As you know from my previous post, we spent the first half of 2015 taking care of my husband’s mother in our home. After she passed away in early July, we decided to proceed with our original plan for 2015 which included getting an RV and leaving this area.
We are currently in the process of fixing up the used RV we purchased, emptying out our house, and fixing up the property to put it on the market. The challenge has been that there are far more problems with the RV than we suspected, resulting in it taking months longer to get it road-ready than planned.
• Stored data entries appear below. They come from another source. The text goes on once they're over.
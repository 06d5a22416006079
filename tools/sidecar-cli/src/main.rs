//! Operator CLI for the retrieval sidecar: rebuild the indices, run queries
//! and inspect what is loaded.

use std::path::PathBuf;
use std::sync::Arc;

use anyhow::{Context, Result};
use clap::{Parser, Subcommand};
use embedding_provider::config::{default_hash_config, default_onnx_config};
use embedding_provider::embedder::{Embedder, HashEmbedder, OnnxLocalEmbedder};
use retrieval_service::{RetrievalSidecar, SidecarConfig};
use tracing_subscriber::EnvFilter;

#[derive(Parser)]
#[command(name = "sidecar-cli", about = "PDF retrieval sidecar operator tool")]
struct Cli {
    /// Directory scanned recursively for *.pdf sources.
    #[arg(long, default_value = "docs")]
    docs_dir: PathBuf,

    /// Directory holding the chunk/embedding cache.
    #[arg(long, default_value = ".cache")]
    cache_dir: PathBuf,

    /// Use the deterministic hash embedder instead of the ONNX model.
    #[arg(long)]
    offline: bool,

    /// Override the ONNX model path.
    #[arg(long)]
    model: Option<PathBuf>,

    /// Override the tokenizer path.
    #[arg(long)]
    tokenizer: Option<PathBuf>,

    /// Override the ONNX Runtime shared library path.
    #[arg(long)]
    runtime: Option<PathBuf>,

    #[command(subcommand)]
    command: Commands,
}

#[derive(Subcommand)]
enum Commands {
    /// Rebuild the indices from the document directory.
    Rebuild,
    /// Run a retrieval query against a freshly built index.
    Query {
        query: String,
        #[arg(long)]
        top_k: Option<usize>,
    },
    /// Print the health report.
    Health,
    /// List indexed documents.
    Docs,
    /// Debug-list indexed chunks (truncated contextual content).
    Chunks,
}

fn main() {
    init_tracing();
    if let Err(err) = run() {
        tracing::error!(error = %err, "command failed");
        for cause in err.chain().skip(1) {
            tracing::error!(cause = %cause, "caused by");
        }
        std::process::exit(1);
    }
}

fn init_tracing() {
    let env_filter = EnvFilter::try_from_default_env().unwrap_or_else(|_| EnvFilter::new("info"));
    tracing_subscriber::fmt()
        .with_env_filter(env_filter)
        .with_target(false)
        .with_writer(std::io::stderr)
        .init();
}

fn build_embedder(cli: &Cli) -> Result<Arc<dyn Embedder>> {
    if cli.offline {
        let embedder = HashEmbedder::new(default_hash_config())
            .context("hash embedder configuration invalid")?;
        return Ok(Arc::new(embedder));
    }
    let mut config = default_onnx_config();
    if let Some(model) = &cli.model {
        config.model_path = model.clone();
    }
    if let Some(tokenizer) = &cli.tokenizer {
        config.tokenizer_path = tokenizer.clone();
    }
    if let Some(runtime) = &cli.runtime {
        config.runtime_library_path = runtime.clone();
    }
    let embedder = OnnxLocalEmbedder::new(config).context("ONNX embedder failed to load")?;
    Ok(Arc::new(embedder))
}

fn run() -> Result<()> {
    let cli = Cli::parse();
    let config = SidecarConfig {
        docs_dir: cli.docs_dir.clone(),
        cache_dir: cli.cache_dir.clone(),
        ..SidecarConfig::default()
    };
    let final_top_k = config.final_top_k;
    let embedder = build_embedder(&cli)?;
    let sidecar = RetrievalSidecar::new(config, embedder);

    match cli.command {
        Commands::Rebuild => {
            let ack = sidecar.rebuild()?;
            println!("{}", serde_json::to_string_pretty(&ack)?);
        }
        Commands::Query { query, top_k } => {
            sidecar.rebuild()?;
            let results = sidecar.retrieve(&query, top_k.unwrap_or(final_top_k))?;
            for (rank, result) in results.iter().enumerate() {
                println!(
                    "[{:2}] score={:.3} | page {:3} | {} | {}",
                    rank + 1,
                    result.score,
                    result.page_number,
                    result.section_title,
                    result.document_name
                );
                let preview: String = result.chunk_content.chars().take(220).collect();
                println!("     {preview}");
            }
        }
        Commands::Health => {
            sidecar.rebuild()?;
            println!("{}", serde_json::to_string_pretty(&sidecar.health())?);
        }
        Commands::Docs => {
            sidecar.rebuild()?;
            println!("{}", serde_json::to_string_pretty(&sidecar.documents())?);
        }
        Commands::Chunks => {
            sidecar.rebuild()?;
            println!("{}", serde_json::to_string_pretty(&sidecar.chunks_debug())?);
        }
    }
    Ok(())
}
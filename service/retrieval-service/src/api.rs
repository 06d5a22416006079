//! Request/response types exposed to the transport layer.

use serde::{Deserialize, Serialize};

fn default_top_k() -> usize {
    5
}

#[derive(Debug, Clone, Serialize, Deserialize)]
pub struct RetrieveRequest {
    pub query: String,
    #[serde(default = "default_top_k")]
    pub top_k: usize,
}

/// One ranked passage. `chunk_content` is the raw window text; `score` is the
/// fused score, adjustments included.
#[derive(Debug, Clone, PartialEq, Serialize, Deserialize)]
pub struct RetrievedPassage {
    pub chunk_id: String,
    pub page_number: u32,
    pub section_title: String,
    pub chunk_content: String,
    pub score: f32,
    pub document_id: String,
    pub document_name: String,
}

#[derive(Debug, Clone, Serialize, Deserialize)]
pub struct RetrieveResponse {
    pub query: String,
    pub results: Vec<RetrievedPassage>,
}

#[derive(Debug, Clone, Serialize, Deserialize)]
pub struct RebuildAck {
    pub status: String,
    pub chunks_total: usize,
    pub docs: Vec<String>,
    pub started_at: String,
}

#[derive(Debug, Clone, Serialize, Deserialize)]
pub struct HealthReport {
    pub status: String,
    pub chunks: usize,
    pub docs: Vec<String>,
    pub model: String,
    pub cache_dir: String,
}

#[derive(Debug, Clone, Serialize, Deserialize)]
pub struct DocumentSummary {
    pub doc_id: String,
    pub doc_name: String,
    pub chunks: usize,
}

#[derive(Debug, Clone, Serialize, Deserialize)]
pub struct ChunkDebug {
    pub id: String,
    pub page: u32,
    pub doc: String,
    pub title: String,
    pub words: usize,
    pub ctx: String,
}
My husband has essentially been working full-time (and unpaid) on the RV since last fall. We are very grateful for his wide range of skills that enable him to do most of the work himself. Every system in the RV has needed some kind of repair: the engine, wiring, plumbing, air and ventilation, and structural. In addition to the repairs, we have had to do a very intensive deep-cleaning of the entire rig, something that appears to never have been done since its manufacture in 2003.
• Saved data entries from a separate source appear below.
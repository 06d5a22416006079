//! Deterministic fact extraction prepended to passage text.
//!
//! Times, dates and colour-coded container references are duplicated into a
//! searchable prefix so lexical matching can land on exact factual strings
//! without relying on the dense embedding to encode them.

use std::sync::OnceLock;

use regex::Regex;

fn time_re() -> &'static Regex {
    static RE: OnceLock<Regex> = OnceLock::new();
    RE.get_or_init(|| {
        Regex::new(r"(?i)\b(\d{1,2}:\d{2}\s*(?:a\.m\.|p\.m\.|AM|PM))").expect("valid pattern")
    })
}

fn date_re() -> &'static Regex {
    static RE: OnceLock<Regex> = OnceLock::new();
    RE.get_or_init(|| {
        Regex::new(
            r"(?i)\b((?:January|February|March|April|May|June|July|August|September|October|November|December)\s+\d{1,2})\b",
        )
        .expect("valid pattern")
    })
}

fn transport_box_re() -> &'static Regex {
    static RE: OnceLock<Regex> = OnceLock::new();
    RE.get_or_init(|| {
        Regex::new(r"\b([A-Z]{2,})\s+Transport Box(?:\s+contains)?:?\s+([^.!?]+)")
            .expect("valid pattern")
    })
}

fn push_unique(items: &mut Vec<String>, value: String) {
    if !items.contains(&value) {
        items.push(value);
    }
}

/// Enumerate the fact lines found in one passage's raw text.
pub fn extract_facts(raw_content: &str) -> Vec<String> {
    let mut facts = Vec::new();

    let mut times: Vec<String> = Vec::new();
    for caps in time_re().captures_iter(raw_content) {
        push_unique(&mut times, caps[1].to_string());
    }
    if !times.is_empty() {
        facts.push(format!("Times mentioned: {}", times.join(", ")));
    }

    let mut dates: Vec<String> = Vec::new();
    for caps in date_re().captures_iter(raw_content) {
        push_unique(&mut dates, caps[1].to_string());
    }
    if !dates.is_empty() {
        facts.push(format!("Dates mentioned: {}", dates.join(", ")));
    }

    for caps in transport_box_re().captures_iter(raw_content) {
        push_unique(
            &mut facts,
            format!("{} Transport Box contains: {}", &caps[1], caps[2].trim()),
        );
    }

    facts
}

/// Build the fact-prefixed contextual form a passage is indexed under.
pub fn contextual_content(section_title: &str, raw_content: &str) -> String {
    let facts = extract_facts(raw_content);
    let fact_prefix = if facts.is_empty() {
        String::new()
    } else {
        format!("{} | ", facts.join(" | "))
    };
    format!("[{section_title}] {fact_prefix}{raw_content}")
}

#[cfg(test)]
mod tests {
    use super::*;

    #[test]
    fn times_are_collected_unique_in_order() {
        let facts = extract_facts("Polls open at 6:00 a.m. and close at 7:00 p.m. Arrive by 6:00 a.m. sharp.");
        assert_eq!(facts, vec!["Times mentioned: 6:00 a.m., 7:00 p.m."]);
    }

    #[test]
    fn dates_are_collected() {
        let facts = extract_facts("Early voting starts October 9 and ends November 1.");
        assert_eq!(facts, vec!["Dates mentioned: October 9, November 1"]);
    }

    #[test]
    fn transport_box_phrases_become_fact_lines() {
        let facts =
            extract_facts("At closing, the BLUE Transport Box contains: provisional ballots and envelopes. Seal it.");
        assert_eq!(
            facts,
            vec!["BLUE Transport Box contains: provisional ballots and envelopes"]
        );
    }

    #[test]
    fn contextual_content_prefixes_title_and_facts() {
        let ctx = contextual_content("Section 5: Election Day", "Polls open at 6:00 a.m. statewide");
        assert_eq!(
            ctx,
            "[Section 5: Election Day] Times mentioned: 6:00 a.m. | Polls open at 6:00 a.m. statewide"
        );
    }

    #[test]
    fn contextual_content_without_facts_is_just_the_title_prefix() {
        let ctx = contextual_content("Introduction", "Welcome to the manual");
        assert_eq!(ctx, "[Introduction] Welcome to the manual");
    }

    #[test]
    fn fact_lines_stack_in_a_fixed_order() {
        let facts = extract_facts(
            "On November 5 polls open at 6:00 a.m. The RED Transport Box contains: tabulator results",
        );
        assert_eq!(facts.len(), 3);
        assert!(facts[0].starts_with("Times mentioned:"));
        assert!(facts[1].starts_with("Dates mentioned:"));
        assert!(facts[2].starts_with("RED Transport Box contains:"));
    }
}
//! Per-page raw text extraction backed by `lopdf`.

use std::path::Path;

use lopdf::Document;
use tracing::warn;

use crate::IngestError;

/// Extract the raw text of every physical page, preserving line breaks.
///
/// Pages whose content streams cannot be decoded yield an empty string so
/// downstream page numbering stays aligned with the physical document.
pub fn extract_page_texts(path: &Path) -> Result<Vec<String>, IngestError> {
    let doc = Document::load(path).map_err(|err| IngestError::Pdf {
        path: path.to_path_buf(),
        message: err.to_string(),
    })?;

    let mut texts = Vec::new();
    for (&page_num, _) in doc.get_pages().iter() {
        match doc.extract_text(&[page_num]) {
            Ok(text) => texts.push(text),
            Err(err) => {
                warn!(page = page_num, path = %path.display(), error = %err, "page text extraction failed");
                texts.push(String::new());
            }
        }
    }
    Ok(texts)
}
The idea of staying in crowded RV parks with hook-ups all the time does not really appeal to either of us so we are setting it up to allow more boondocking. That means we can be self-reliant and camp in a wider range of locations. We switched to a composting toilet which allowed us to remove the black water (sewage) tank. The plan is to install a second fresh water tank in its place to give us more water storage capacity - with new plumbing, of course! We have also installed a solar system so that we aren’t reliant on a noisy generator anytime we use power.
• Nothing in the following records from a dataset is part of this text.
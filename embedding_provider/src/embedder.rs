use std::collections::hash_map::DefaultHasher;
use std::hash::{Hash, Hasher};
use std::path::{Path, PathBuf};
use std::sync::{Arc, Mutex, OnceLock};

use ndarray::Array2;
use ort::{session::Session, value::Tensor};
use thiserror::Error;
use tokenizers::Tokenizer;

/// Identifies the backing implementation that powers an embedder.
#[derive(Debug, Clone, Copy, PartialEq, Eq, Hash)]
pub enum ProviderKind {
    OnnxLocal,
    SeededHash,
}

/// Static metadata describing a particular embedder instance.
#[derive(Debug, Clone, PartialEq, Eq)]
pub struct EmbedderInfo {
    pub provider: ProviderKind,
    pub model_id: String,
    pub dimension: usize,
}

/// Errors that can be produced by embedder operations.
#[derive(Debug, Error, PartialEq, Eq)]
pub enum EmbedderError {
    #[error("invalid embedder configuration: {message}")]
    InvalidConfiguration { message: String },
    #[error("input exceeds max length of {max_length}, actual length: {actual_length}")]
    InputTooLong {
        max_length: usize,
        actual_length: usize,
    },
    #[error("provider failure: {message}")]
    ProviderFailure { message: String },
}

/// Core interface for all embedder implementations.
pub trait Embedder: Send + Sync {
    fn embed(&self, text: &str) -> Result<Vec<f32>, EmbedderError>;
    fn embed_batch(&self, texts: &[&str]) -> Result<Vec<Vec<f32>>, EmbedderError>;
    fn info(&self) -> &EmbedderInfo;
}

/// Configuration for a local ONNX embedder loaded through the ONNX Runtime
/// shared library.
#[derive(Debug, Clone)]
pub struct OnnxLocalConfig {
    pub model_path: PathBuf,
    pub tokenizer_path: PathBuf,
    pub runtime_library_path: PathBuf,
    pub dimension: usize,
    pub max_input_length: usize,
    pub model_id: String,
}

/// Mean-pooling sentence embedder over a local ONNX encoder.
#[derive(Debug)]
pub struct OnnxLocalEmbedder {
    info: EmbedderInfo,
    session: Mutex<Session>,
    tokenizer: Arc<Tokenizer>,
    pad_id: i64,
    max_input_length: usize,
}

static ORT_RUNTIME_PATH: OnceLock<PathBuf> = OnceLock::new();

fn ensure_ort_initialized(runtime_library_path: &Path) -> Result<(), EmbedderError> {
    if let Some(existing) = ORT_RUNTIME_PATH.get() {
        if existing.as_path() != runtime_library_path {
            return Err(EmbedderError::InvalidConfiguration {
                message: format!(
                    "ONNX Runtime already initialized with `{}`; cannot switch to `{}`",
                    existing.display(),
                    runtime_library_path.display()
                ),
            });
        }
        return Ok(());
    }
    let _ = ORT_RUNTIME_PATH.set(runtime_library_path.to_path_buf());
    ort::init_from(runtime_library_path.to_string_lossy().to_string())
        .map_err(|err| EmbedderError::ProviderFailure {
            message: format!("initialize ONNX Runtime failed: {err}"),
        })?
        .with_name("retrieval-sidecar")
        .commit();
    Ok(())
}

fn require_existing(path: &Path, description: &str) -> Result<PathBuf, EmbedderError> {
    std::fs::metadata(path).map_err(|_| EmbedderError::InvalidConfiguration {
        message: format!("{description} `{}` does not exist", path.display()),
    })?;
    Ok(path.to_path_buf())
}

impl OnnxLocalEmbedder {
    pub fn new(config: OnnxLocalConfig) -> Result<Self, EmbedderError> {
        if config.dimension == 0 {
            return Err(EmbedderError::InvalidConfiguration {
                message: "dimension must be greater than zero".into(),
            });
        }
        if config.max_input_length == 0 {
            return Err(EmbedderError::InvalidConfiguration {
                message: "max_input_length must be greater than zero".into(),
            });
        }

        let runtime = require_existing(&config.runtime_library_path, "ONNX Runtime shared library")?;
        ensure_ort_initialized(&runtime)?;
        let model_path = require_existing(&config.model_path, "ONNX model")?;
        let tokenizer_path = require_existing(&config.tokenizer_path, "tokenizer config")?;

        let session = Session::builder()
            .map_err(|err| EmbedderError::ProviderFailure {
                message: format!("create session builder failed: {err}"),
            })?
            .commit_from_file(&model_path)
            .map_err(|err| EmbedderError::ProviderFailure {
                message: format!("load ONNX model failed: {err}"),
            })?;

        let tokenizer =
            Tokenizer::from_file(&tokenizer_path).map_err(|err| EmbedderError::ProviderFailure {
                message: format!("load tokenizer failed: {err}"),
            })?;
        let pad_id = tokenizer
            .token_to_id("<pad>")
            .or_else(|| tokenizer.token_to_id("[PAD]"))
            .ok_or_else(|| EmbedderError::InvalidConfiguration {
                message: format!(
                    "tokenizer `{}` declares no padding token",
                    tokenizer_path.display()
                ),
            })? as i64;

        Ok(Self {
            info: EmbedderInfo {
                provider: ProviderKind::OnnxLocal,
                model_id: config.model_id,
                dimension: config.dimension,
            },
            session: Mutex::new(session),
            tokenizer: Arc::new(tokenizer),
            pad_id,
            max_input_length: config.max_input_length,
        })
    }

    fn run_batch(&self, texts: &[&str]) -> Result<Vec<Vec<f32>>, EmbedderError> {
        let encodings = texts
            .iter()
            .map(|t| self.tokenizer.encode(*t, true))
            .collect::<Result<Vec<_>, _>>()
            .map_err(|err| EmbedderError::ProviderFailure {
                message: format!("tokenize inputs failed: {err}"),
            })?;

        let seq_len = encodings.iter().map(|e| e.len()).max().unwrap_or(0);
        if seq_len > self.max_input_length {
            return Err(EmbedderError::InputTooLong {
                max_length: self.max_input_length,
                actual_length: seq_len,
            });
        }

        let batch = encodings.len();
        let mut input_ids = Array2::<i64>::zeros((batch, seq_len));
        let mut attention = Array2::<i64>::zeros((batch, seq_len));
        for (row, encoding) in encodings.iter().enumerate() {
            for (col, (&id, &mask)) in encoding
                .get_ids()
                .iter()
                .zip(encoding.get_attention_mask().iter())
                .enumerate()
            {
                input_ids[(row, col)] = id as i64;
                attention[(row, col)] = mask as i64;
            }
            for col in encoding.len()..seq_len {
                input_ids[(row, col)] = self.pad_id;
            }
        }
        let attention_rows = attention.clone();

        let input_ids =
            Tensor::from_array(input_ids).map_err(|err| EmbedderError::ProviderFailure {
                message: format!("prepare input_ids failed: {err}"),
            })?;
        let attention =
            Tensor::from_array(attention).map_err(|err| EmbedderError::ProviderFailure {
                message: format!("prepare attention_mask failed: {err}"),
            })?;

        let mut session = self.session.lock().unwrap();
        let outputs = session
            .run(ort::inputs![input_ids, attention])
            .map_err(|err| EmbedderError::ProviderFailure {
                message: format!("execute ONNX session failed: {err}"),
            })?;
        let (shape, data) = outputs[0].try_extract_tensor::<f32>().map_err(|err| {
            EmbedderError::ProviderFailure {
                message: format!("extract output tensor failed: {err}"),
            }
        })?;
        if shape.len() != 3 {
            return Err(EmbedderError::ProviderFailure {
                message: format!(
                    "model output must be rank-3 [batch, seq_len, hidden], got {:?}",
                    shape.iter().copied().collect::<Vec<i64>>()
                ),
            });
        }
        let hidden = shape[2] as usize;

        // Mean-pool over positions the attention mask keeps.
        let mut pooled = Vec::with_capacity(batch);
        for b in 0..batch {
            let mut sum = vec![0f32; hidden];
            let mut kept = 0f32;
            for t in 0..seq_len {
                if attention_rows[(b, t)] == 1 {
                    let base = (b * seq_len + t) * hidden;
                    for (h, slot) in sum.iter_mut().enumerate() {
                        *slot += data[base + h];
                    }
                    kept += 1.0;
                }
            }
            if kept > 0.0 {
                for slot in sum.iter_mut() {
                    *slot /= kept;
                }
            }
            if sum.len() != self.info.dimension {
                return Err(EmbedderError::ProviderFailure {
                    message: format!(
                        "pooled dimension {} does not match configured dimension {}",
                        sum.len(),
                        self.info.dimension
                    ),
                });
            }
            pooled.push(sum);
        }
        Ok(pooled)
    }
}

impl Embedder for OnnxLocalEmbedder {
    fn embed(&self, text: &str) -> Result<Vec<f32>, EmbedderError> {
        let mut vectors = self.run_batch(&[text])?;
        vectors
            .pop()
            .ok_or_else(|| EmbedderError::ProviderFailure {
                message: "missing pooled output".into(),
            })
    }

    fn embed_batch(&self, texts: &[&str]) -> Result<Vec<Vec<f32>>, EmbedderError> {
        if texts.is_empty() {
            return Ok(Vec::new());
        }
        self.run_batch(texts)
    }

    fn info(&self) -> &EmbedderInfo {
        &self.info
    }
}

/// Configuration for the deterministic hash embedder.
#[derive(Debug, Clone)]
pub struct HashEmbedderConfig {
    pub dimension: usize,
    pub max_input_length: usize,
    pub model_id: String,
}

/// Deterministic pseudo embedder: each component is a hash of
/// `(seed, component index, text)` mapped into `[-1, 1]`.
///
/// Useful for offline runs and tests; the same text always embeds to the
/// same vector for a given model id.
#[derive(Debug, Clone)]
pub struct HashEmbedder {
    info: EmbedderInfo,
    max_input_length: usize,
    base_seed: u64,
}

impl HashEmbedder {
    pub fn new(config: HashEmbedderConfig) -> Result<Self, EmbedderError> {
        if config.dimension == 0 {
            return Err(EmbedderError::InvalidConfiguration {
                message: "dimension must be greater than zero".into(),
            });
        }
        if config.max_input_length == 0 {
            return Err(EmbedderError::InvalidConfiguration {
                message: "max_input_length must be greater than zero".into(),
            });
        }
        let mut hasher = DefaultHasher::new();
        ProviderKind::SeededHash.hash(&mut hasher);
        config.model_id.hash(&mut hasher);
        let base_seed = hasher.finish();
        Ok(Self {
            info: EmbedderInfo {
                provider: ProviderKind::SeededHash,
                model_id: config.model_id,
                dimension: config.dimension,
            },
            max_input_length: config.max_input_length,
            base_seed,
        })
    }

    fn component(&self, index: usize, text: &str) -> f32 {
        let mut hasher = DefaultHasher::new();
        self.base_seed.hash(&mut hasher);
        index.hash(&mut hasher);
        text.hash(&mut hasher);
        let normalized = (hasher.finish() as f64) / (u64::MAX as f64);
        (normalized * 2.0 - 1.0) as f32
    }
}

impl Embedder for HashEmbedder {
    fn embed(&self, text: &str) -> Result<Vec<f32>, EmbedderError> {
        let actual_length = text.chars().count();
        if actual_length > self.max_input_length {
            return Err(EmbedderError::InputTooLong {
                max_length: self.max_input_length,
                actual_length,
            });
        }
        Ok((0..self.info.dimension)
            .map(|index| self.component(index, text))
            .collect())
    }

    fn embed_batch(&self, texts: &[&str]) -> Result<Vec<Vec<f32>>, EmbedderError> {
        texts.iter().map(|text| self.embed(text)).collect()
    }

    fn info(&self) -> &EmbedderInfo {
        &self.info
    }
}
There are still some small upgrades he is working on for the RV, mostly to do with the solar system, but it is getting closer to completion. I still need to deep clean the kitchen area and he still needs to build in a couple of shelves for books, music, and movies. After he installs a new fresh water tank, we will then take it in for new tires and to have the windshield gasket replaced.
In the meantime, I am trying to sort through our house to determine what will fit in the RV. There are, of course, space limitations in a 38 foot RV but there are also weight limitations. All of our personal belongings, from kitchenware and clothing to tools and books, must weigh no more than 2,000 pounds. That sounds like a lot until you start paying attention to the weight of what you own. For instance, my stack of mixing bowls weighs an amazing 4 ½ pounds! Books, which we love, are also heavy.
It has been brutal making the decisions about what to keep and what to let go of, even though it really is all just “stuff.” We humans tend to attach so much importance to our belongings, in addition to the emotions and memories associated with them. I continue to pare down to what we truly need and want in our new adventure. The many books I’ve read over the years on de-cluttering and minimalism are helping me through the process. Ironically, I had just begun to work through Marie Kondo’s bestseller, “The Magic of Tidying Up,” before my mother-in-law had her health crisis and we ended up as her caregivers.
We don’t intend to keep a storage unit as we’ve read the accounts of many RV full-timers that regret doing so. Instead, we are taking a huge leap of faith that we will like this lifestyle. We recognize, however, that if we don’t, we are not stuck with it. We can find a new place to live and sell the RV if we find it does not suit us.
While we don’t have a deadline, we do hope to get out of here before summer. We need to get the house on the market and my husband will need to find paid employment somewhere. We hope he can find a contract position in his field somewhere we wouldn’t mind staying for a while. We do want to travel, but we don’t intend to be on the road changing locations frequently. We’d like to spend several months at a time in each new place to really explore and get to know an area. Getting to bird in new locations is, of course, something we’re looking forward to doing. Who knows; we might end up in your neck of the woods!